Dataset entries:

-- Opening Marker --

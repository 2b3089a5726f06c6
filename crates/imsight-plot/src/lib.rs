//! imsight-plot: diagnostic figures for tabular data
//!
//! Draws the numeric columns of a table with the kuva plotting library
//! and exports each figure as SVG:
//!
//! - **Histograms**: one panel per column on a near-square grid
//! - **Boxplots**: one vertical box per column, IQR-fence outliers as points
//! - **Correlation heatmap**: annotated Pearson matrix on a diverging colormap
//!
//! Documents are written into an output directory that is created on
//! demand; files with the same name are overwritten.

pub mod colormap;
pub mod error;
pub mod export;
pub mod figures;
pub mod renderer;

pub use colormap::*;
pub use error::*;
pub use export::*;
pub use renderer::*;
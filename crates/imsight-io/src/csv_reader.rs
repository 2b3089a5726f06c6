//! Delimited text reader with type inference

use crate::reader::{DataReader, IoError, IoResult};
use crate::schema::{ColumnType, DataColumn};
use crate::table::Table;
use std::collections::{HashMap, HashSet};
use std::fs::File;
use std::io::{BufReader, Read};
use std::path::Path;

/// Cell values treated as missing when no custom list is given
pub const DEFAULT_MISSING_TOKENS: &[&str] = &["", "NA", "N/A", "NaN", "nan", "NULL", "null"];

/// Options controlling how delimited text is parsed
#[derive(Debug, Clone, PartialEq)]
pub struct CsvOptions {
    /// Field delimiter byte
    pub delimiter: u8,

    /// Whether the first record holds column names
    pub has_header: bool,

    /// Cell values (after trimming) that count as missing
    pub missing_tokens: Vec<String>,
}

impl Default for CsvOptions {
    fn default() -> Self {
        Self {
            delimiter: b';',
            has_header: true,
            missing_tokens: DEFAULT_MISSING_TOKENS.iter().map(|s| s.to_string()).collect(),
        }
    }
}

impl CsvOptions {
    /// Set the delimiter
    pub fn with_delimiter(mut self, delimiter: u8) -> Self {
        self.delimiter = delimiter;
        self
    }

    /// Set whether a header row is present
    pub fn with_header(mut self, has_header: bool) -> Self {
        self.has_header = has_header;
        self
    }

    /// Replace the missing-value tokens
    pub fn with_missing_tokens<I, S>(mut self, tokens: I) -> Self
    where
        I: IntoIterator<Item = S>,
        S: Into<String>,
    {
        self.missing_tokens = tokens.into_iter().map(Into::into).collect();
        self
    }
}

/// Delimited text file reader
pub struct CsvReader {
    path: String,
    options: CsvOptions,
    metadata: HashMap<String, String>,
}

impl CsvReader {
    /// Open a delimited file with the default `;` delimiter
    pub fn open(path: &str) -> IoResult<Self> {
        Self::open_with_options(path, CsvOptions::default())
    }

    /// Open a delimited file with options
    pub fn open_with_options(path: &str, options: CsvOptions) -> IoResult<Self> {
        if !Path::new(path).exists() {
            return Err(IoError::FileNotFound(path.to_string()));
        }

        let mut metadata = HashMap::new();
        metadata.insert("format".to_string(), "CSV".to_string());
        metadata.insert(
            "delimiter".to_string(),
            (options.delimiter as char).to_string(),
        );

        Ok(Self {
            path: path.to_string(),
            options,
            metadata,
        })
    }

    /// Parse delimited text held in memory
    pub fn parse_str(text: &str, options: &CsvOptions) -> IoResult<Table> {
        read_delimited(text.as_bytes(), options)
    }
}

impl DataReader for CsvReader {
    fn read_table(&self) -> IoResult<Table> {
        let file = File::open(&self.path).map_err(|e| IoError::OpenFailed(e.to_string()))?;
        read_delimited(BufReader::new(file), &self.options)
    }

    fn metadata(&self) -> &HashMap<String, String> {
        &self.metadata
    }

    fn path(&self) -> Option<&str> {
        Some(&self.path)
    }

    fn format_name(&self) -> &'static str {
        "CSV"
    }
}

/// Load a delimited file into a table
pub fn load_table(path: &str, options: CsvOptions) -> IoResult<Table> {
    CsvReader::open_with_options(path, options)?.read_table()
}

fn read_delimited<R: Read>(source: R, options: &CsvOptions) -> IoResult<Table> {
    let mut reader = csv::ReaderBuilder::new()
        .delimiter(options.delimiter)
        .has_headers(options.has_header)
        .trim(csv::Trim::All)
        .from_reader(source);

    let header_names: Option<Vec<String>> = if options.has_header {
        let headers = reader.headers().map_err(csv_error)?;
        if headers.is_empty() {
            return Err(IoError::InvalidFormat("missing header row".to_string()));
        }
        Some(headers.iter().map(|s| s.to_string()).collect())
    } else {
        None
    };

    let missing: HashSet<&str> = options.missing_tokens.iter().map(|s| s.as_str()).collect();

    let mut cells: Vec<Vec<Option<String>>> = header_names
        .as_ref()
        .map(|h| vec![Vec::new(); h.len()])
        .unwrap_or_default();

    for result in reader.records() {
        let record = result.map_err(csv_error)?;
        if cells.is_empty() {
            cells = vec![Vec::new(); record.len()];
        }
        for (column, value) in cells.iter_mut().zip(record.iter()) {
            if missing.contains(value) {
                column.push(None);
            } else {
                column.push(Some(value.to_string()));
            }
        }
    }

    let names = match header_names {
        Some(names) => dedupe_names(names),
        None => (0..cells.len()).map(|i| format!("col_{}", i)).collect(),
    };

    let columns = names
        .into_iter()
        .zip(cells)
        .map(|(name, values)| {
            let dtype = infer_type(&values);
            (name, parse_column(values, dtype))
        })
        .collect();

    Table::new(columns)
}

fn csv_error(e: csv::Error) -> IoError {
    let record = e.position().map(|p| p.record()).unwrap_or(0);
    match e.kind() {
        csv::ErrorKind::Io(_) => IoError::OpenFailed(e.to_string()),
        _ => IoError::Parse {
            record,
            message: e.to_string(),
        },
    }
}

/// Disambiguate repeated header names as `name.1`, `name.2`, ...
fn dedupe_names(names: Vec<String>) -> Vec<String> {
    let mut seen: HashSet<String> = HashSet::new();
    let mut out = Vec::with_capacity(names.len());

    for name in names {
        let mut candidate = name.clone();
        let mut suffix = 1;
        while seen.contains(&candidate) {
            candidate = format!("{}.{}", name, suffix);
            suffix += 1;
        }
        seen.insert(candidate.clone());
        out.push(candidate);
    }

    out
}

fn parse_bool(s: &str) -> Option<bool> {
    match s.to_lowercase().as_str() {
        "true" | "yes" => Some(true),
        "false" | "no" => Some(false),
        _ => None,
    }
}

/// Infer column type from every present value
fn infer_type(values: &[Option<String>]) -> ColumnType {
    let present: Vec<&str> = values.iter().flatten().map(|s| s.as_str()).collect();

    // All-missing columns are read as floating point, all NaN
    if present.is_empty() {
        return ColumnType::Float64;
    }

    if present.iter().all(|s| s.parse::<i64>().is_ok()) {
        return ColumnType::Int64;
    }

    if present.iter().all(|s| s.parse::<f64>().is_ok()) {
        return ColumnType::Float64;
    }

    if present.iter().all(|s| parse_bool(s).is_some()) {
        return ColumnType::Bool;
    }

    ColumnType::String
}

/// Parse column values into a DataColumn
fn parse_column(values: Vec<Option<String>>, dtype: ColumnType) -> DataColumn {
    match dtype {
        ColumnType::Int64 => DataColumn::Int64(
            values
                .iter()
                .map(|v| v.as_deref().and_then(|s| s.parse().ok()))
                .collect(),
        ),
        // `inf` and `NaN` parse as floats but are stored as missing
        ColumnType::Float64 => DataColumn::Float64(
            values
                .iter()
                .map(|v| {
                    v.as_deref()
                        .and_then(|s| s.parse::<f64>().ok())
                        .filter(|x| x.is_finite())
                })
                .collect(),
        ),
        ColumnType::Bool => DataColumn::Bool(
            values
                .iter()
                .map(|v| v.as_deref().and_then(parse_bool))
                .collect(),
        ),
        ColumnType::String => DataColumn::String(values),
    }
}

#[cfg(test)]
mod tests {
    use super::*;

    fn strings(values: &[&str]) -> Vec<Option<String>> {
        values.iter().map(|s| Some(s.to_string())).collect()
    }

    #[test]
    fn test_infer_type_int() {
        assert_eq!(infer_type(&strings(&["1", "2", "-3"])), ColumnType::Int64);
    }

    #[test]
    fn test_infer_type_float() {
        assert_eq!(
            infer_type(&strings(&["1.5", "2", "3.14"])),
            ColumnType::Float64
        );
    }

    #[test]
    fn test_infer_type_bool() {
        assert_eq!(
            infer_type(&strings(&["yes", "no", "True"])),
            ColumnType::Bool
        );
    }

    #[test]
    fn test_infer_type_string() {
        assert_eq!(
            infer_type(&strings(&["hello", "1", "world"])),
            ColumnType::String
        );
    }

    #[test]
    fn test_infer_type_ignores_missing() {
        let values = vec![Some("4".to_string()), None, Some("7".to_string())];
        assert_eq!(infer_type(&values), ColumnType::Int64);
        assert_eq!(infer_type(&[None, None]), ColumnType::Float64);
    }

    #[test]
    fn test_dedupe_names() {
        let names = vec!["a".into(), "b".into(), "a".into(), "a".into(), "a.1".into()];
        assert_eq!(dedupe_names(names), vec!["a", "b", "a.1", "a.2", "a.1.1"]);
    }

    #[test]
    fn test_parse_str_semicolon() {
        let text = "school;age;G3\nGP;18;6\nGP;17;NA\nMS;15;10\n";
        let table = CsvReader::parse_str(text, &CsvOptions::default()).unwrap();

        assert_eq!(table.shape(), (3, 3));
        assert_eq!(table.column("school").unwrap().dtype(), ColumnType::String);
        assert_eq!(
            table.column("G3").unwrap(),
            &DataColumn::Int64(vec![Some(6), None, Some(10)])
        );
    }

    #[test]
    fn test_parse_str_quoted_and_trimmed() {
        let text = "\"name\", value\n\"Smith, J\", 1.5\n\"Doe\",2.5\n";
        let options = CsvOptions::default().with_delimiter(b',');
        let table = CsvReader::parse_str(text, &options).unwrap();

        assert_eq!(table.column_names(), vec!["name", "value"]);
        assert_eq!(
            table.column("name").unwrap().display_cell(0).as_deref(),
            Some("Smith, J")
        );
        assert_eq!(table.column("value").unwrap().dtype(), ColumnType::Float64);
    }

    #[test]
    fn test_parse_str_without_header() {
        let options = CsvOptions::default().with_header(false);
        let table = CsvReader::parse_str("1;a\n2;b\n", &options).unwrap();
        assert_eq!(table.column_names(), vec!["col_0", "col_1"]);
        assert_eq!(table.num_rows(), 2);
    }

    #[test]
    fn test_non_finite_floats_are_missing() {
        let table = CsvReader::parse_str("x\n1\ninf\n3\n-Infinity\n", &CsvOptions::default()).unwrap();
        let x = table.column("x").unwrap();

        assert_eq!(x.dtype(), ColumnType::Float64);
        assert_eq!(x.missing_count(), 2);
        assert_eq!(x.present_f64().unwrap(), vec![1.0, 3.0]);
    }

    #[test]
    fn test_parse_str_ragged_row_fails() {
        let err = CsvReader::parse_str("a;b\n1;2\n3\n", &CsvOptions::default()).unwrap_err();
        assert!(matches!(err, IoError::Parse { .. }));
    }

    #[test]
    fn test_parse_str_empty_input_fails() {
        let err = CsvReader::parse_str("", &CsvOptions::default()).unwrap_err();
        assert!(matches!(err, IoError::InvalidFormat(_)));
    }

    #[test]
    fn test_custom_missing_tokens() {
        let options = CsvOptions::default().with_missing_tokens(["?"]);
        let table = CsvReader::parse_str("x\n1\n?\nNA\n", &options).unwrap();
        // NA is no longer missing, so the column falls back to text
        assert_eq!(table.column("x").unwrap().dtype(), ColumnType::String);
        assert_eq!(table.column("x").unwrap().missing_count(), 1);
    }

    #[test]
    fn test_open_missing_file() {
        let err = CsvReader::open("/definitely/not/here.csv").err().unwrap();
        assert!(matches!(err, IoError::FileNotFound(_)));
    }
}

-- Closing Marker --

• _Task_:
From the entries above, copy each line that holds "DataReader".

• _Your response_:
use crate::reader::{DataReader, IoError, IoResult};
impl DataReader for CsvReader {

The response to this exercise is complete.